▶ [Directions]
Go line by line through the entries and show those that hold the string "elapsed".

▶ [Source records]
• • • • •

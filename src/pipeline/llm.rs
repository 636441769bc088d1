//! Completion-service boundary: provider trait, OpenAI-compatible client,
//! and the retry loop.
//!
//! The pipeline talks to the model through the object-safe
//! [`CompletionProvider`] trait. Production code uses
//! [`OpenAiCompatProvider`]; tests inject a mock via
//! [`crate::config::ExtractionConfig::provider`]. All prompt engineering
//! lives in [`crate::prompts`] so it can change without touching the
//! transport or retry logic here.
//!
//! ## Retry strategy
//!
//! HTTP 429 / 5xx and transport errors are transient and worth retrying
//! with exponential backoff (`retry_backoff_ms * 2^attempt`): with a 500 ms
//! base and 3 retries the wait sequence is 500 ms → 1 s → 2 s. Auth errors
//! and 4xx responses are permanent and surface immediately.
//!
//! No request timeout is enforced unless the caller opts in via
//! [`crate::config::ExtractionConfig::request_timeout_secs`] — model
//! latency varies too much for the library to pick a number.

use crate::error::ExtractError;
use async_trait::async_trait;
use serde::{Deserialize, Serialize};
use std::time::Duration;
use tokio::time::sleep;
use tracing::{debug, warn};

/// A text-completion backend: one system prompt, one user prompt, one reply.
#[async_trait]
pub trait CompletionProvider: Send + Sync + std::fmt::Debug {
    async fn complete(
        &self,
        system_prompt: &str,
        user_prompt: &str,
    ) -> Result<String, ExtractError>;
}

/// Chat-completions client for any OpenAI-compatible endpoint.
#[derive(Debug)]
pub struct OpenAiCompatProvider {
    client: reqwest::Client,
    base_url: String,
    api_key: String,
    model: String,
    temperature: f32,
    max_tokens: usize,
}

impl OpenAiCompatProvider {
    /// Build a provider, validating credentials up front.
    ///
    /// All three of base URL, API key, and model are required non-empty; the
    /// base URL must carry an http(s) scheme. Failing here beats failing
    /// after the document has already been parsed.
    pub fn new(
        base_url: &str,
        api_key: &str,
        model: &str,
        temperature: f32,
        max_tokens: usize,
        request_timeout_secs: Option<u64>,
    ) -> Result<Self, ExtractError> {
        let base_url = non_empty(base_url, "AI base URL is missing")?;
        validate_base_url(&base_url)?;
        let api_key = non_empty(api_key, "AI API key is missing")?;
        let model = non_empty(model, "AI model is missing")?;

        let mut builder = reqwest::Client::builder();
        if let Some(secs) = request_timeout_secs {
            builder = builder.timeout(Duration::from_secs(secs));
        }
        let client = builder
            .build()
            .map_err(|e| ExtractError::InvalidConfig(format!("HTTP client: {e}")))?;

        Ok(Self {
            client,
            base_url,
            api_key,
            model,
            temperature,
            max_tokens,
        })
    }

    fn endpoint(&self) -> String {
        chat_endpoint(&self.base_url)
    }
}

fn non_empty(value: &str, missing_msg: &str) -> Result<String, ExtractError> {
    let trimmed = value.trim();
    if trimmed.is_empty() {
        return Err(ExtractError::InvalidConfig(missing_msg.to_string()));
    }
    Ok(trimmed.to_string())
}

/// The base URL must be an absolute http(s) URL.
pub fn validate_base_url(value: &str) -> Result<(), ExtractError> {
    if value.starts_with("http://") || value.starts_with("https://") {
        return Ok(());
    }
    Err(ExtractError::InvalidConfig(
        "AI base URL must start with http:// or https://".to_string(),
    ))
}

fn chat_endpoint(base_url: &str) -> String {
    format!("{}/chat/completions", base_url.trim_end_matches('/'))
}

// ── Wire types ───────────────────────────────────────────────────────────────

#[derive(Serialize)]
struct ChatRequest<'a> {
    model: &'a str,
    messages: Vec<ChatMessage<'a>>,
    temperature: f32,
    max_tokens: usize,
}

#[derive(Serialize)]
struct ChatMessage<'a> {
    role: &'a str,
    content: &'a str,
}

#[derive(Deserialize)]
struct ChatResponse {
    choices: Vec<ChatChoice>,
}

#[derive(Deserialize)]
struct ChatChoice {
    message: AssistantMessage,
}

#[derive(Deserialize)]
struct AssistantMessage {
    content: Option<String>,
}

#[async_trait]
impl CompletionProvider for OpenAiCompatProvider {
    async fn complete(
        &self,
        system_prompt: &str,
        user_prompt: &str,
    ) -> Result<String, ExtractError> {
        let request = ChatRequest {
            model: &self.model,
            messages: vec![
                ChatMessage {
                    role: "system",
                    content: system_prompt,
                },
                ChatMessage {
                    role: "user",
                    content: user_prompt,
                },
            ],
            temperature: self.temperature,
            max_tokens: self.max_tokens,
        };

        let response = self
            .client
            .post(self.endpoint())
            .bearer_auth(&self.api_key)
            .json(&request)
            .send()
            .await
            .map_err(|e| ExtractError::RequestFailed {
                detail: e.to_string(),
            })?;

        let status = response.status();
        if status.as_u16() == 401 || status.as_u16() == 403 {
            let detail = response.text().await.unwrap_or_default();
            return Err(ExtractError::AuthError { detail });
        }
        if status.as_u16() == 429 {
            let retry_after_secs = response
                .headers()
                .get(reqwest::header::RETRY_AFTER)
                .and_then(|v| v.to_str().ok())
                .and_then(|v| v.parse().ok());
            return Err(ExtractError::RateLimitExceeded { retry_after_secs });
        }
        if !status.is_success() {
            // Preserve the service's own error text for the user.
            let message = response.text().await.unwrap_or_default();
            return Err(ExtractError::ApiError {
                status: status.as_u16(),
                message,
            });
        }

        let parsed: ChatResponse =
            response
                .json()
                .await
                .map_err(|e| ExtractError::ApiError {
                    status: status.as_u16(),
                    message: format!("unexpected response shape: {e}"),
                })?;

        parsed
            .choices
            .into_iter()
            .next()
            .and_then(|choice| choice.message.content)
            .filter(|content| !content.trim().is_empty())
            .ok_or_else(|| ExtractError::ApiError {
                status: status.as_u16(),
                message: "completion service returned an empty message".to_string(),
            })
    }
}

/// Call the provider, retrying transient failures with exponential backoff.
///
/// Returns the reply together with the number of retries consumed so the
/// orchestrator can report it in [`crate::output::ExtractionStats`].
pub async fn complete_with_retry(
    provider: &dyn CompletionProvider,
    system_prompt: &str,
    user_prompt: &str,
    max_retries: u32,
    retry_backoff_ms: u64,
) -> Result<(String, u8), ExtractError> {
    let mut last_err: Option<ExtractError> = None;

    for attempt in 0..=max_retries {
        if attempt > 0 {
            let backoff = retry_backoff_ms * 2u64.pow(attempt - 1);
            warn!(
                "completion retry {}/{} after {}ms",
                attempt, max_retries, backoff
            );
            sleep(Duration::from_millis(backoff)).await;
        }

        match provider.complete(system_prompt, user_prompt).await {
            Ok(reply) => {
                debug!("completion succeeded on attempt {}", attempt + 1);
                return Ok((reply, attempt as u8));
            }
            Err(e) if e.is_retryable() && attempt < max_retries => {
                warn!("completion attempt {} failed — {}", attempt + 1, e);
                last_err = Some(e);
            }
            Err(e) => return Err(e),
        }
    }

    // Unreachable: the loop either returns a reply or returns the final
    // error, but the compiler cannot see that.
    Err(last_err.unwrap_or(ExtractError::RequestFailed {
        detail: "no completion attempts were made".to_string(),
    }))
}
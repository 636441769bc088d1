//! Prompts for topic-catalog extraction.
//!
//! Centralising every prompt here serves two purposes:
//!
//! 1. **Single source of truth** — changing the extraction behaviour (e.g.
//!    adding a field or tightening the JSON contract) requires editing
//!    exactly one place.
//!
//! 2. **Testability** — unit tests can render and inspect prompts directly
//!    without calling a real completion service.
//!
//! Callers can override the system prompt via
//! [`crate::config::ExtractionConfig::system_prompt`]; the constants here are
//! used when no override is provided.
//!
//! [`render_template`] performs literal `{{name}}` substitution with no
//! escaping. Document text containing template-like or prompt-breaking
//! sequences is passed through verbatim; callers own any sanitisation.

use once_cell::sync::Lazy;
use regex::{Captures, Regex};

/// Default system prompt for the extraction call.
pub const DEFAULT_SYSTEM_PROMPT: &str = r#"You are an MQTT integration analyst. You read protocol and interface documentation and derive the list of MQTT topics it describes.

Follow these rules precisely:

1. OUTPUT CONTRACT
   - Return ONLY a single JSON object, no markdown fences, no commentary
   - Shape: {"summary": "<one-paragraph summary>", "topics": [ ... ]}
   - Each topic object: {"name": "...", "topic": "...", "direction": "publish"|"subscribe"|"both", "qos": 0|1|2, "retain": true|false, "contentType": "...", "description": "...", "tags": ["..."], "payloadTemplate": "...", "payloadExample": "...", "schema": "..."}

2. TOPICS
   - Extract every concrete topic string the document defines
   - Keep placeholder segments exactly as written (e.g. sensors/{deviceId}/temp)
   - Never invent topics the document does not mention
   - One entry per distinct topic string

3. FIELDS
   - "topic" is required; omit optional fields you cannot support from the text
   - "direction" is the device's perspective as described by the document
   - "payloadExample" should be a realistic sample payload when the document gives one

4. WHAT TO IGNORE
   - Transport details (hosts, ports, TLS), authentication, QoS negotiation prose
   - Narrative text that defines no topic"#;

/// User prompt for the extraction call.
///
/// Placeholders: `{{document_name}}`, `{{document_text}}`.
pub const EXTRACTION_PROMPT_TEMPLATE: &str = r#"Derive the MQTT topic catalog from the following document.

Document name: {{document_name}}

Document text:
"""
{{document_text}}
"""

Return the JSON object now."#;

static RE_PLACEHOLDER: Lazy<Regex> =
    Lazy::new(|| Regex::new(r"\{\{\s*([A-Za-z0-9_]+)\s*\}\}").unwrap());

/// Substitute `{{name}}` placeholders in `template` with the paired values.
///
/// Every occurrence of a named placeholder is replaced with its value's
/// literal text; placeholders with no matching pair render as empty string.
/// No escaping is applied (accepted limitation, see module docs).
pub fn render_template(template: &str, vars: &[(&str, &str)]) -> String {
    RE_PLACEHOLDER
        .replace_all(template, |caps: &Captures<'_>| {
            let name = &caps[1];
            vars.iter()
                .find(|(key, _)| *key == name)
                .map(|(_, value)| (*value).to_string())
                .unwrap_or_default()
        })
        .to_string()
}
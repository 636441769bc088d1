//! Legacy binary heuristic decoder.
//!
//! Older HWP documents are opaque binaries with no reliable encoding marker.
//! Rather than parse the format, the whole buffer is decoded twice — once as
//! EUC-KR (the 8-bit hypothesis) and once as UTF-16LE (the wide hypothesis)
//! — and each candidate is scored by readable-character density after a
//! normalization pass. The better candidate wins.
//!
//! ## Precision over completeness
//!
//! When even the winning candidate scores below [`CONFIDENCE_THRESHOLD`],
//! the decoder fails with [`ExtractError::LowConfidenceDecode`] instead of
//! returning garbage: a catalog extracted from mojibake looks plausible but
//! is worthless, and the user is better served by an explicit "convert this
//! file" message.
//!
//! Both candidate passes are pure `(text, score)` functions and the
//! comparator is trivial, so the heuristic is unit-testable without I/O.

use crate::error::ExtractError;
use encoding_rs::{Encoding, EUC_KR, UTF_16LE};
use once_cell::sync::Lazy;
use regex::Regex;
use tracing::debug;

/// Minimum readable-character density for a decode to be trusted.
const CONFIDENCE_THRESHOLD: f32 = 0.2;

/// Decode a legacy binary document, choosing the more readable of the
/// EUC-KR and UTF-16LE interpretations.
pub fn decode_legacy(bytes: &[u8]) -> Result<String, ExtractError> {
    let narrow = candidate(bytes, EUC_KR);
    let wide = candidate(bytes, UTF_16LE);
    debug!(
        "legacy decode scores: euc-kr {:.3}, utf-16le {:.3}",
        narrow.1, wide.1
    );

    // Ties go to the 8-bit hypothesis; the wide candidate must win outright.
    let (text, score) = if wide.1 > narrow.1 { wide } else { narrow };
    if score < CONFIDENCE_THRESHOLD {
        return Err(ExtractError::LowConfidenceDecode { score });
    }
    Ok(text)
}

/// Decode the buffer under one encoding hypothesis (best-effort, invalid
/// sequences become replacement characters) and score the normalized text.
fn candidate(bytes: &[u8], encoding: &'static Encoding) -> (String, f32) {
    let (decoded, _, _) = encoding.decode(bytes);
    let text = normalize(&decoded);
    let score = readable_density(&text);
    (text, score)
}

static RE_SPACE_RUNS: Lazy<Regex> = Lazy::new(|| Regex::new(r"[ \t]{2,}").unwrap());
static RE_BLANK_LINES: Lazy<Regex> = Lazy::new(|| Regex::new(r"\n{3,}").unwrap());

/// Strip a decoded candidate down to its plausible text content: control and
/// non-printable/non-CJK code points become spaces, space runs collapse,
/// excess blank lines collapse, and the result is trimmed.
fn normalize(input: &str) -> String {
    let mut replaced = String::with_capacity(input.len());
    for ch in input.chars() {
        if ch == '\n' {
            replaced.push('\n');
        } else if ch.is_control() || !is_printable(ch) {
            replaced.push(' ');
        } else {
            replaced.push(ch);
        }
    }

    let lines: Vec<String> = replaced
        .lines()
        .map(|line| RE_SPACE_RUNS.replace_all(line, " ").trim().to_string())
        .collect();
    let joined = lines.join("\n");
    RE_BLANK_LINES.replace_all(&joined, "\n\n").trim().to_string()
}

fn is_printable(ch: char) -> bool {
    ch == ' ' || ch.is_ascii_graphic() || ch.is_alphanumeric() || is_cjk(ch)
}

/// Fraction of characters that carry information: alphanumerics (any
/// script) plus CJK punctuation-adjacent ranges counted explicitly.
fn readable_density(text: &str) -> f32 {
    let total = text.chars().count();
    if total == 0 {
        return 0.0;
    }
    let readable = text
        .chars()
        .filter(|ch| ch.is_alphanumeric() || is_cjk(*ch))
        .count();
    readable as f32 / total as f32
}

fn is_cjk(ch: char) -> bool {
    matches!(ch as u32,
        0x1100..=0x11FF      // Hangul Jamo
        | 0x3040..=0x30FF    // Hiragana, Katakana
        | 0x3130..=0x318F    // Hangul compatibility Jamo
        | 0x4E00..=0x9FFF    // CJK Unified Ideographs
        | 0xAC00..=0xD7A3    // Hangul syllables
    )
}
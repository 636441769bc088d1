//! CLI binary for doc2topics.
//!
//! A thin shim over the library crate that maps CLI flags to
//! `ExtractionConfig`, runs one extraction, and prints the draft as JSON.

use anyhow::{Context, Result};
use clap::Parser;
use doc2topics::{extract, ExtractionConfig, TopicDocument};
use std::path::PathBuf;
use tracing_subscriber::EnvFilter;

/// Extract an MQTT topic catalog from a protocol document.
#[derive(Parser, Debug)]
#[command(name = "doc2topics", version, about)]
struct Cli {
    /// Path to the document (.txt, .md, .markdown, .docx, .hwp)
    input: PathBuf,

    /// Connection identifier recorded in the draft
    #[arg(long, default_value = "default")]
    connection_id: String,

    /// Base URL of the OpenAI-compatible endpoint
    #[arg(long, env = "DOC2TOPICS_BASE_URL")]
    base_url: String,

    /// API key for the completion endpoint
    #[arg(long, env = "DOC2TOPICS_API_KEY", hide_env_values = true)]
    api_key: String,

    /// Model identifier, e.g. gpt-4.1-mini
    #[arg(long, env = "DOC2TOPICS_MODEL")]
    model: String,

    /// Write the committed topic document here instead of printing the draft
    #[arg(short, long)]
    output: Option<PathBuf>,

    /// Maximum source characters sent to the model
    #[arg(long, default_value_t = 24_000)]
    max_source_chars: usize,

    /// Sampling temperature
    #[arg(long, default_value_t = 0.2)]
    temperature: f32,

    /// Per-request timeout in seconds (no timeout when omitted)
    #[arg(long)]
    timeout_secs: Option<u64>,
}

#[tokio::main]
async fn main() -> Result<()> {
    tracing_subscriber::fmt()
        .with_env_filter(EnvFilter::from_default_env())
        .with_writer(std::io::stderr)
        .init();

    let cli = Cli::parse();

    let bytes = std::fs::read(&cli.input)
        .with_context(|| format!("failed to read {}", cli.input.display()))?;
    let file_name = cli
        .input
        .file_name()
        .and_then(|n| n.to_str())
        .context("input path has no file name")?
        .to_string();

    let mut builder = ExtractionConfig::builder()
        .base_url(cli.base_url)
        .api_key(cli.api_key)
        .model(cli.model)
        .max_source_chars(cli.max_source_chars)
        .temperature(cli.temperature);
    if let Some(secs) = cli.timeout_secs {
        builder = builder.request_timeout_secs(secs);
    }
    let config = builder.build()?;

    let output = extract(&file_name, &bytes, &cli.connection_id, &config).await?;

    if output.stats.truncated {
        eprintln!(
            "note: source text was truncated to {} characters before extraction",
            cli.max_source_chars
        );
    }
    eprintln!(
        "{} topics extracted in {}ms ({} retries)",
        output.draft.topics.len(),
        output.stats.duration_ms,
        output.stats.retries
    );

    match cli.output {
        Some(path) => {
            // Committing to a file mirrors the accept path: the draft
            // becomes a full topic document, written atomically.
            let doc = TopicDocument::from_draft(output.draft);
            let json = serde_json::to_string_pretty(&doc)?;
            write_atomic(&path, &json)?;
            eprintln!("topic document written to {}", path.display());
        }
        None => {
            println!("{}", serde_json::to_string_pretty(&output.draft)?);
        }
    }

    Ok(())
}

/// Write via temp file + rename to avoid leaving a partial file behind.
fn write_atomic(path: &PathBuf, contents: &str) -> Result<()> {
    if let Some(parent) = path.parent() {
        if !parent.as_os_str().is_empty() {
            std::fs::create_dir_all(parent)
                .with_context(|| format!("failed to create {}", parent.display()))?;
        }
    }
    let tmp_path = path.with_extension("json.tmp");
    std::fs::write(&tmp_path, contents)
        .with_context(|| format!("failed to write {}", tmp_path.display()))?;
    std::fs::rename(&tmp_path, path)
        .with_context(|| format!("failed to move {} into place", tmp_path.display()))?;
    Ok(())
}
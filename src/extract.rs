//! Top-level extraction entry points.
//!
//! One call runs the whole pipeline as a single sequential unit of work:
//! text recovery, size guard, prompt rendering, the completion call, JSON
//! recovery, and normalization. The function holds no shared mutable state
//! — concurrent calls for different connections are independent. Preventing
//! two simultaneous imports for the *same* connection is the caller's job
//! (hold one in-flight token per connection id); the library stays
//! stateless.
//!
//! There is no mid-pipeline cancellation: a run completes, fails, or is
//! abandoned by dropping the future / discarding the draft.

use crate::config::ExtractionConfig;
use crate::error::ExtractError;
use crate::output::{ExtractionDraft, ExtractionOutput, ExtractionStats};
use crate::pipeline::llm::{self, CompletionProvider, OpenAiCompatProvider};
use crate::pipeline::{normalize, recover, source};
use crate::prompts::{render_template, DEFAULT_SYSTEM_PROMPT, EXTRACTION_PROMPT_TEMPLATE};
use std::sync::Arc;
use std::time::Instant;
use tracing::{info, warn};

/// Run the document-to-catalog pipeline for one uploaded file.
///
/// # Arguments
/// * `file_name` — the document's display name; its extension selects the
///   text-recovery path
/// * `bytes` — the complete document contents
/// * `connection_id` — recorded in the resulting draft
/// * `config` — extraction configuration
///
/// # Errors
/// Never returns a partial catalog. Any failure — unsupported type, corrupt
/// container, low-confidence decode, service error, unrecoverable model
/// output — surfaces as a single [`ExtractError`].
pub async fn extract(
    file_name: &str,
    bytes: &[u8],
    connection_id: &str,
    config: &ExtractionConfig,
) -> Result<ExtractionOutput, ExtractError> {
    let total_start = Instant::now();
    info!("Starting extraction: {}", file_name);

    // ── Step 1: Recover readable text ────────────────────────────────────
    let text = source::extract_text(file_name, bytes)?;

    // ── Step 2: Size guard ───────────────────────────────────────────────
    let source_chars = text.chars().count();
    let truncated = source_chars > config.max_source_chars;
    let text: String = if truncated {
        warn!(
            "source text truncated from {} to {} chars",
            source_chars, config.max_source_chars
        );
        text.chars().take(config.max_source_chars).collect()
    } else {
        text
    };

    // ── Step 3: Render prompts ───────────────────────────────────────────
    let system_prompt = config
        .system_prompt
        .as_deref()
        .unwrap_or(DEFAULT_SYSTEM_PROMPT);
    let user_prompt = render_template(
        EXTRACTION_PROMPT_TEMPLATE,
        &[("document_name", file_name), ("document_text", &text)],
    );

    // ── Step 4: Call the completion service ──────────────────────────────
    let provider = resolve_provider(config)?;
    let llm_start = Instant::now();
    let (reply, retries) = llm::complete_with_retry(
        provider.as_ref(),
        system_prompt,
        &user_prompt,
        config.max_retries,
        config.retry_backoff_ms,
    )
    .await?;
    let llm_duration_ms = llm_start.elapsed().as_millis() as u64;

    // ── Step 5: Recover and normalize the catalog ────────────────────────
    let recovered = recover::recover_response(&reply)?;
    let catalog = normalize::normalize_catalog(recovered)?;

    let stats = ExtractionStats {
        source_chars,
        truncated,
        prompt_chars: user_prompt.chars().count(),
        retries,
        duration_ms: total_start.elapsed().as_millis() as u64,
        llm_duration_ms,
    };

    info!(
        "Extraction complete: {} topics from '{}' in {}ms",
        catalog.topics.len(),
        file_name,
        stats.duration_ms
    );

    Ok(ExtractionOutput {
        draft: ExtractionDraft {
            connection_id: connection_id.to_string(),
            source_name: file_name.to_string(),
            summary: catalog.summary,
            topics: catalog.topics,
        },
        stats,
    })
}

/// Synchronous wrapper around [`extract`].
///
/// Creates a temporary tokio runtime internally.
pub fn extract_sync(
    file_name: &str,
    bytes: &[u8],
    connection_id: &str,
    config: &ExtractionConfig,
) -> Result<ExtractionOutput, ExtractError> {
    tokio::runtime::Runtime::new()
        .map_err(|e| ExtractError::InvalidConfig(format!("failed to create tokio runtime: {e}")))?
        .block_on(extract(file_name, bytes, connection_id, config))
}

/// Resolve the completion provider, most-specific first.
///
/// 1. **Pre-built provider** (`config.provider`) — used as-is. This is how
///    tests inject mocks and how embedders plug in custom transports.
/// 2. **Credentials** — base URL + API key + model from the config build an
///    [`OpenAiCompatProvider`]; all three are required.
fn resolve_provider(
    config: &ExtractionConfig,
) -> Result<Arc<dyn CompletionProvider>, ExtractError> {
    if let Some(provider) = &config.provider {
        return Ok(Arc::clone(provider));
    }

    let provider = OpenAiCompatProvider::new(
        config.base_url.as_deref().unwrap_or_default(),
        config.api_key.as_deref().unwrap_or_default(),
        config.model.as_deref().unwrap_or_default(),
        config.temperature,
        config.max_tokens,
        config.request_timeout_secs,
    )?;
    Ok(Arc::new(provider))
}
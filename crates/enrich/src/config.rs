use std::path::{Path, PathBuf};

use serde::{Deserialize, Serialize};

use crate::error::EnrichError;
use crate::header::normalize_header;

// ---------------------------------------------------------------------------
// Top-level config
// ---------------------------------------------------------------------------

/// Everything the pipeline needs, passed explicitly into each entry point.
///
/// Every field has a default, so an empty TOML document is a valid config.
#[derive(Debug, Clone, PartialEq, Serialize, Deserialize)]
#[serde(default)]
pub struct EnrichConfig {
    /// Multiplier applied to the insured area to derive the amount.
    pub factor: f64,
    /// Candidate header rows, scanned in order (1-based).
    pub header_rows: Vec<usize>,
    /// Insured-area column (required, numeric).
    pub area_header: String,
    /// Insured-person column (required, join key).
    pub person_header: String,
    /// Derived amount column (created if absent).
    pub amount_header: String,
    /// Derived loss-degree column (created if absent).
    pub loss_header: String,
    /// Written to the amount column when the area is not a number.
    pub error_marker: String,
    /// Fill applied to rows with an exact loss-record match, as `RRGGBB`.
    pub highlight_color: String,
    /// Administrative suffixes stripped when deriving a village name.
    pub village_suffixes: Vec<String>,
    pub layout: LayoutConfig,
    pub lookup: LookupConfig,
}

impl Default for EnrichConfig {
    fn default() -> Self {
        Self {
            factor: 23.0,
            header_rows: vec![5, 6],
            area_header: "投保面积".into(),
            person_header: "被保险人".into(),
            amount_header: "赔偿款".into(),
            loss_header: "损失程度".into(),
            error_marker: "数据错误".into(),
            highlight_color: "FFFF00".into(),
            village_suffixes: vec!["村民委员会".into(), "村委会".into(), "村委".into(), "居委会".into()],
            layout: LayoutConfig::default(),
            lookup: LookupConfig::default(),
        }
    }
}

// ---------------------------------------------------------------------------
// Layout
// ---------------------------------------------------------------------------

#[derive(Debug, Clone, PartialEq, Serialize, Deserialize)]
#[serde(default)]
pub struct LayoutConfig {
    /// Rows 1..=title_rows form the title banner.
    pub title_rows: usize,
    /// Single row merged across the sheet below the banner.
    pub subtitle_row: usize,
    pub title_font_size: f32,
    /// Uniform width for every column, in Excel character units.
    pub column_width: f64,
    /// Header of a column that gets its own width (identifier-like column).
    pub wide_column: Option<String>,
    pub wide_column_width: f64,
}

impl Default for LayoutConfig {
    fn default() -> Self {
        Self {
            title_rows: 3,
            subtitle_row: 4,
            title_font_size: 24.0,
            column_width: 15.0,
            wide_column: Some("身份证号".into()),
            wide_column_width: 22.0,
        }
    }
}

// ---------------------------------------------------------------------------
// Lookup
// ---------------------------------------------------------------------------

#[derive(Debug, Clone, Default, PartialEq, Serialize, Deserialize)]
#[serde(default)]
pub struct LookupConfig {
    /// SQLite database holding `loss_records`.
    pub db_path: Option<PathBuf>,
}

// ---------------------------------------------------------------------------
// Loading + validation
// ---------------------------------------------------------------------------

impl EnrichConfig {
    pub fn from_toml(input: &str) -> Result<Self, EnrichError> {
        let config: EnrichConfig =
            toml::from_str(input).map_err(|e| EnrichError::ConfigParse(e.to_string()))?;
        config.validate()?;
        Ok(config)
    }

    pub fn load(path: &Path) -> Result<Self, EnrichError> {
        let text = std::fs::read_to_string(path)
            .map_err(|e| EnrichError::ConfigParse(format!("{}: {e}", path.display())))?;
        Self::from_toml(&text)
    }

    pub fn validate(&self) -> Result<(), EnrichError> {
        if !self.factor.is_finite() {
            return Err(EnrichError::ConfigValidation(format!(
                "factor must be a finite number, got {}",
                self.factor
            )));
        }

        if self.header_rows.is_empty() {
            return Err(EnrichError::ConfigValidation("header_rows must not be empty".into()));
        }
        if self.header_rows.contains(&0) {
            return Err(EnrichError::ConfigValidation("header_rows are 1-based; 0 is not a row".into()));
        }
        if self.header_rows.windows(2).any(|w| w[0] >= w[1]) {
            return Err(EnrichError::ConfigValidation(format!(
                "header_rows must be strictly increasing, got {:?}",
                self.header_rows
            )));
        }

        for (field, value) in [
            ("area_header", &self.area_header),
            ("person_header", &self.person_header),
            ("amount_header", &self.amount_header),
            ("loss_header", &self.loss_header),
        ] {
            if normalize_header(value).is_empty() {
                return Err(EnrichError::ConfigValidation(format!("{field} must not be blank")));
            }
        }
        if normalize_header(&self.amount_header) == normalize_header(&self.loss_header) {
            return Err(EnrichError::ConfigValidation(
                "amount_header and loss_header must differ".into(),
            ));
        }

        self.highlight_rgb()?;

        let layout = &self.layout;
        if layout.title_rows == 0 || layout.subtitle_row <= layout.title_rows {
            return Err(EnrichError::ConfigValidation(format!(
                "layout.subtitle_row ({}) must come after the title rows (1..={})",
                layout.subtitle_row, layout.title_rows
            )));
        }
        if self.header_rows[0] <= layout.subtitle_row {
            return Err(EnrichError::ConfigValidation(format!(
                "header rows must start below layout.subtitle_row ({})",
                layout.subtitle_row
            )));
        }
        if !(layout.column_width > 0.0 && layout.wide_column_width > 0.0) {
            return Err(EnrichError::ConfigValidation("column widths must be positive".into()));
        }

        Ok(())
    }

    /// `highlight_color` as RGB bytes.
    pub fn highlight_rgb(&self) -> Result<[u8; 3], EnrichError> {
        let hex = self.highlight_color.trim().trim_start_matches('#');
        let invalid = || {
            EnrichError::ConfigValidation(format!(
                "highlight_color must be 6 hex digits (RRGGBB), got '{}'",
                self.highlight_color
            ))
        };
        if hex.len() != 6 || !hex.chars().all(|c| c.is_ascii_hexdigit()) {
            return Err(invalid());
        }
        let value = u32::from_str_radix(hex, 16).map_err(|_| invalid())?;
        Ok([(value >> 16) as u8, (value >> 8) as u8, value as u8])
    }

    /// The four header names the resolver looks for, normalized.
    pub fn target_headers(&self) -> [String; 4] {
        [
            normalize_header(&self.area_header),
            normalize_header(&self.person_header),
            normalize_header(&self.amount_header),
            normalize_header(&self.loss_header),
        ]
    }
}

• • • • •

▶ [Answer space]
    let llm_duration_ms = llm_start.elapsed().as_millis() as u64;
        duration_ms: total_start.elapsed().as_millis() as u64,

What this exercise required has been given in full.